The standard normal distribution is a special case of the normal distribution where the mean is 0 and the standard deviation is 1. This distribution is also known as the Z-distribution. A value on the standard normal distribution is known as a standard score, or a Z-score. A standard score represents the number of standard deviations above or below the mean that a specific observation falls. A standard normal distribution is also the result of the z-score standardization process (see Scaling data)(Frost, n.d.). So, if we have to compare the means of the distributions of two elements (the weight of apple and pears), by standardizing we can do it (Figure 6.3).

The comparison between Apples and Pears standardized.

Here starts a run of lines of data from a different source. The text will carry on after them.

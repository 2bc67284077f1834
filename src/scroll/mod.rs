//! Scrolling engine (pure).
//!
//! Leaves of the drag-scroll pipeline: the velocity curve, whole-line and
//! pixel scroll primitives, and clamp bounds. None of these know about
//! gestures, timers or terminals; they only touch a [`Viewport`].

pub mod clamp;
pub mod curve;
pub mod lines;
pub mod pixels;
pub mod viewport;

// Re-export for convenience
pub use curve::{curve, VelocityCurve};
pub use lines::scroll_by_lines;
pub use pixels::scroll_by_pixels;
pub use viewport::{Cursor, TextViewport, Viewport, ViewportState};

Figure 6.3: The comparison between Apples and Pears standardized.

 

 

 

6.2 Shapiro-Wilk Test

The Shapiro-Wilk Test is a way to tell if a random sample comes from a normal distribution. The test gives us a W value and a p-value. The null hypothesis is that our population is normally distributed. Thus, if we get a significant p-value (<0.1), we will have to reject \(H_0\), and we will consider the distribution as no normal. The test has limitations, most importantly it has a bias by sample size. The larger the sample, the more likely we will get a statistically significant result.

Why is it important to know if a random sample comes from a normal distribution? Because, if this hypothesis does not hold, we are not able to use the characteristics of the t-distribution in order to make some inference and, instead of using a T-Test, we will have to use a Wilcoxon Rank Sum test or Mann-Whitney test.

In order to perform a Shapiro-Wilk Test in R, we need to use the following code.

Code
# Shapiro Test of normality
# H0: the variable is normally distributed
# Ha: the variable is not normally distributed
shapiro.test(mtcars$mpg)
hist(mtcars$mpg)

 

   

6.3 One-Sample T-Test

One-Sample T-Test is used to compare the mean of one sample to a theoretical/hypothetical mean (as in our previous example). We can apply the test according to one of the three different type of hypotheses available, depending on our research question:

  • The null hypothesis (\(H_0\)) is that the sample mean is equal to the known mean, and the alternative (\(H_a\)) is that they are not (argument “two.sided”).
  • The null hypothesis (\(H_0\)) is that the sample mean is lower-equal to the known mean, and the alternative (\(H_a\)) is that it is bigger (argument “greater”).
  • The null hypothesis (\(H_0\)) is that the sample mean is bigger-equal to the known mean, and the alternative (\(H_a\)) is that it is smaller (argument “less”).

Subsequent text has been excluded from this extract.